Implementing a model from scratch takes time, and there are a surprising number of aspects to consider. The idea is: why not do it once, make it configurable, and then use the same implementation across domains and datasets.

This gives us a number of benefits:

- rapid prototyping
- configurable architecture
- trusted implementation (you can't create bugs inadvertedly)
- standardized logging
- native multi-gpu support
- native multi-core preprocessing
- scales to datasets larger than RAM
- hyperparameter search
- can be used for prediction, generation and embeddding on/of arbitrary sequences

The only requirement is having sequifier installed, and having input data in the right format.



### The Five Commands

There are five standalone commands within sequifier: `make`, `preprocess`, `train`, `infer` and `hyperparameter-search`. `make` sets up a new sequifier project in a new folder, `preprocess` preprocesses the data from the input format into subsequences of a fixed length, `train` trains a model on the preprocessed data, `infer` generates outputs from data in the preprocessed format and outputs it in the initial input format, and `hyperparameter-search` executes multiple training runs to find optimal configurations.
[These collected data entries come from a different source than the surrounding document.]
// Serviço de sincronização de anotações do RD Station CRM com Google Sheets
// Expõe módulos para uso em testes e no binário

pub mod config;
pub mod handlers;
pub mod models;
pub mod services;
pub mod utils;

use axum::{
    response::{IntoResponse, Response},
    routing::{get, post},
    Router,
};
use std::any::Any;
use std::sync::Arc;
use tower_http::{
    catch_panic::CatchPanicLayer,
    cors::{Any as AnyOrigin, CorsLayer},
    trace::TraceLayer,
};

use utils::{AppError, AppResult};

// AppState é compartilhado entre os handlers
#[derive(Clone)]
pub struct AppState {
    pub settings: config::Settings,
    /// `None` quando o token do CRM não está configurado: todo POST responde 500
    pub job: Option<services::SyncJob>,
}

impl AppState {
    pub fn from_settings(settings: config::Settings) -> AppResult<Self> {
        let sheets_client = sheets::SheetsClient::with_base_url(&settings.sheets.base_url)
            .map_err(|e| AppError::ConfigError(format!("Failed to create Sheets client: {}", e)))?;

        let job = match settings.crm.token() {
            Some(token) => {
                let feed = rdstation::ActivityFeedClient::with_base_url(
                    token,
                    &settings.crm.base_url,
                    settings.crm.page_size,
                )
                .map_err(|e| AppError::ConfigError(format!("Failed to create CRM client: {}", e)))?;

                Some(services::SyncJob::new(feed, sheets_client).with_read_range(&settings.sheets.read_range))
            }
            None => None,
        };

        Ok(Self { settings, job })
    }
}

/// Panic em handler vira 500 genérico; o detalhe fica só no log
fn handle_panic(err: Box<dyn Any + Send + 'static>) -> Response {
    let detail = err
        .downcast_ref::<String>()
        .cloned()
        .or_else(|| err.downcast_ref::<&str>().map(|s| s.to_string()))
        .unwrap_or_else(|| "unknown panic".to_string());

    AppError::InternalError(format!("panic: {}", detail)).into_response()
}

pub fn build_router(state: Arc<AppState>) -> Router {
    let cors = CorsLayer::new()
        .allow_origin(AnyOrigin)
        .allow_methods(AnyOrigin)
        .allow_headers(AnyOrigin);

    Router::new()
        .route("/health", get(handlers::health_check))
        .route("/status", get(handlers::status_check))
        .route(
            handlers::SYNC_ENDPOINT,
            post(handlers::sync_anotacoes).fallback(handlers::method_not_allowed),
        )
        .with_state(state)
        .layer(CatchPanicLayer::custom(handle_panic))
        .layer(TraceLayer::new_for_http())
        .layer(cors)
}

#[cfg(test)]
mod tests {
    use super::*;
    use axum::body::Body;
    use axum::http::{header, Method, Request, StatusCode};
    use httpmock::prelude::*;
    use serde_json::{json, Value};
    use tower::ServiceExt;

    fn settings(crm_token: Option<&str>, base_url: &str) -> config::Settings {
        config::Settings {
            server: config::settings::ServerSettings {
                host: "127.0.0.1".to_string(),
                port: 0,
            },
            crm: config::settings::CrmSettings {
                token: crm_token.map(str::to_string),
                base_url: base_url.to_string(),
                page_size: 200,
            },
            sheets: config::settings::SheetsSettings {
                base_url: base_url.to_string(),
                read_range: "A1:ZZ".to_string(),
            },
        }
    }

    fn app(crm_token: Option<&str>, base_url: &str) -> Router {
        let state = AppState::from_settings(settings(crm_token, base_url)).unwrap();
        build_router(Arc::new(state))
    }

    fn post_json(body: Value) -> Request<Body> {
        Request::builder()
            .method(Method::POST)
            .uri(handlers::SYNC_ENDPOINT)
            .header(header::CONTENT_TYPE, "application/json")
            .body(Body::from(body.to_string()))
            .unwrap()
    }

    async fn read_json(response: Response) -> Value {
        let bytes = axum::body::to_bytes(response.into_body(), usize::MAX).await.unwrap();
        serde_json::from_slice(&bytes).unwrap()
    }

    #[tokio::test]
    async fn test_missing_parameters_are_named() {
        let response = app(Some("crm"), "http://127.0.0.1:1")
            .oneshot(post_json(json!({ "sheetName": "Leads" })))
            .await
            .unwrap();

        assert_eq!(response.status(), StatusCode::BAD_REQUEST);
        let body = read_json(response).await;
        let message = body["message"].as_str().unwrap();
        assert!(message.contains("accessToken"));
        assert!(message.contains("spreadsheetId"));
        assert!(body["error"].is_string());
    }

    #[tokio::test]
    async fn test_malformed_json_is_bad_request() {
        let request = Request::builder()
            .method(Method::POST)
            .uri(handlers::SYNC_ENDPOINT)
            .header(header::CONTENT_TYPE, "application/json")
            .body(Body::from("{ not json"))
            .unwrap();

        let response = app(Some("crm"), "http://127.0.0.1:1").oneshot(request).await.unwrap();
        assert_eq!(response.status(), StatusCode::BAD_REQUEST);
    }

    #[tokio::test]
    async fn test_other_methods_are_rejected() {
        let request = Request::builder()
            .method(Method::GET)
            .uri(handlers::SYNC_ENDPOINT)
            .body(Body::empty())
            .unwrap();

        let response = app(Some("crm"), "http://127.0.0.1:1").oneshot(request).await.unwrap();

        assert_eq!(response.status(), StatusCode::METHOD_NOT_ALLOWED);
        let body = read_json(response).await;
        assert!(body["message"].as_str().unwrap().contains("GET"));
    }

    #[tokio::test]
    async fn test_missing_crm_token_fails_every_call() {
        let response = app(None, "http://127.0.0.1:1")
            .oneshot(post_json(json!({ "accessToken": "t", "spreadsheetId": "s" })))
            .await
            .unwrap();

        assert_eq!(response.status(), StatusCode::INTERNAL_SERVER_ERROR);
        let body = read_json(response).await;
        assert!(body["message"].as_str().unwrap().contains("RD_CRM_TOKEN"));
    }

    #[tokio::test]
    async fn test_cors_preflight_allows_any_origin() {
        let request = Request::builder()
            .method(Method::OPTIONS)
            .uri(handlers::SYNC_ENDPOINT)
            .header(header::ORIGIN, "https://crm-manual.example.com")
            .header(header::ACCESS_CONTROL_REQUEST_METHOD, "POST")
            .body(Body::empty())
            .unwrap();

        let response = app(Some("crm"), "http://127.0.0.1:1").oneshot(request).await.unwrap();

        assert_eq!(response.status(), StatusCode::OK);
        assert_eq!(
            response.headers().get(header::ACCESS_CONTROL_ALLOW_ORIGIN).unwrap(),
            "*"
        );
    }

    #[tokio::test]
    async fn test_successful_sync_response() {
        let server = MockServer::start_async().await;
        server
            .mock_async(|when, then| {
                when.method(GET).path("/activities").query_param("token", "crm");
                then.status(200).json_body(json!({
                    "activities": [
                        { "deal_id": "D1", "date": "2024-03-15", "text": "Ligar" },
                        { "deal_id": 42, "date": "2024-03-10", "text": "" }
                    ],
                    "has_more": false
                }));
            })
            .await;
        server
            .mock_async(|when, then| {
                when.method(GET).path_contains("/spreadsheets/sid/values/");
                then.status(200).json_body(json!({
                    "values": [
                        ["deal_id", "follow_up", "follow_up_anotacao"],
                        ["D1"],
                        ["42"],
                        ["D9"]
                    ]
                }));
            })
            .await;
        let batch = server
            .mock_async(|when, then| {
                when.method(POST).path("/spreadsheets/sid/values:batchUpdate");
                then.status(200).json_body(json!({ "totalUpdatedCells": 3 }));
            })
            .await;

        let response = app(Some("crm"), &server.base_url())
            .oneshot(post_json(json!({ "accessToken": "user", "spreadsheetId": "sid" })))
            .await
            .unwrap();

        assert_eq!(response.status(), StatusCode::OK);
        let body = read_json(response).await;
        assert_eq!(body["ok"], json!(true));
        assert_eq!(body["dealsAtualizados"], json!(3));
        batch.assert_async().await;
    }

    #[tokio::test]
    async fn test_crm_failure_is_bad_gateway() {
        let server = MockServer::start_async().await;
        server
            .mock_async(|when, then| {
                when.method(GET).path("/activities");
                then.status(500).json_body(json!({ "error": "Internal Server Error" }));
            })
            .await;

        let response = app(Some("crm"), &server.base_url())
            .oneshot(post_json(json!({ "accessToken": "user", "spreadsheetId": "sid" })))
            .await
            .unwrap();

        assert_eq!(response.status(), StatusCode::BAD_GATEWAY);
        let body = read_json(response).await;
        assert_eq!(body["message"], json!("Internal Server Error"));
    }

    #[tokio::test]
    async fn test_health() {
        let request = Request::builder().uri("/health").body(Body::empty()).unwrap();
        let response = app(None, "http://127.0.0.1:1").oneshot(request).await.unwrap();

        assert_eq!(response.status(), StatusCode::OK);
        let body = read_json(response).await;
        assert_eq!(body["status"], json!("healthy"));
    }

    #[tokio::test]
    async fn test_status_never_exposes_secret() {
        let request = Request::builder().uri("/status").body(Body::empty()).unwrap();
        let response = app(Some("super-secret"), "http://127.0.0.1:1").oneshot(request).await.unwrap();

        let body = read_json(response).await;
        assert_eq!(body["integrations"]["crm"]["token_configured"], json!(true));
        assert!(!body.to_string().contains("super-secret"));
    }

    #[test]
    fn test_panic_becomes_generic_internal_error() {
        let response = handle_panic(Box::new("boom at src/x.rs"));
        assert_eq!(response.status(), StatusCode::INTERNAL_SERVER_ERROR);
    }
}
There are documentation pages for each command, except make:

 - [preprocess documentation](./documentation/configs/preprocess.md)
 - [train documentation](./documentation/configs/train.md)
 - [infer documentation](./documentation/configs/infer.md)
 - [hyperparameter-search documentation](./documentation/configs/hyperparameter-search.md)



### Other Materials

To get the full auto-generated documentation, visit [sequifier.com](https://sequifier.com)

If you want to first get a more specific understanding of the transformer architecture, have a look at
the [Wikipedia article.](https://en.wikipedia.org/wiki/Transformer_(machine_learning_model))

If you want to see an end-to-end example on very simple synthetic data, check out this [this notebook.](./documentation/demos/self-contained-example.ipynb)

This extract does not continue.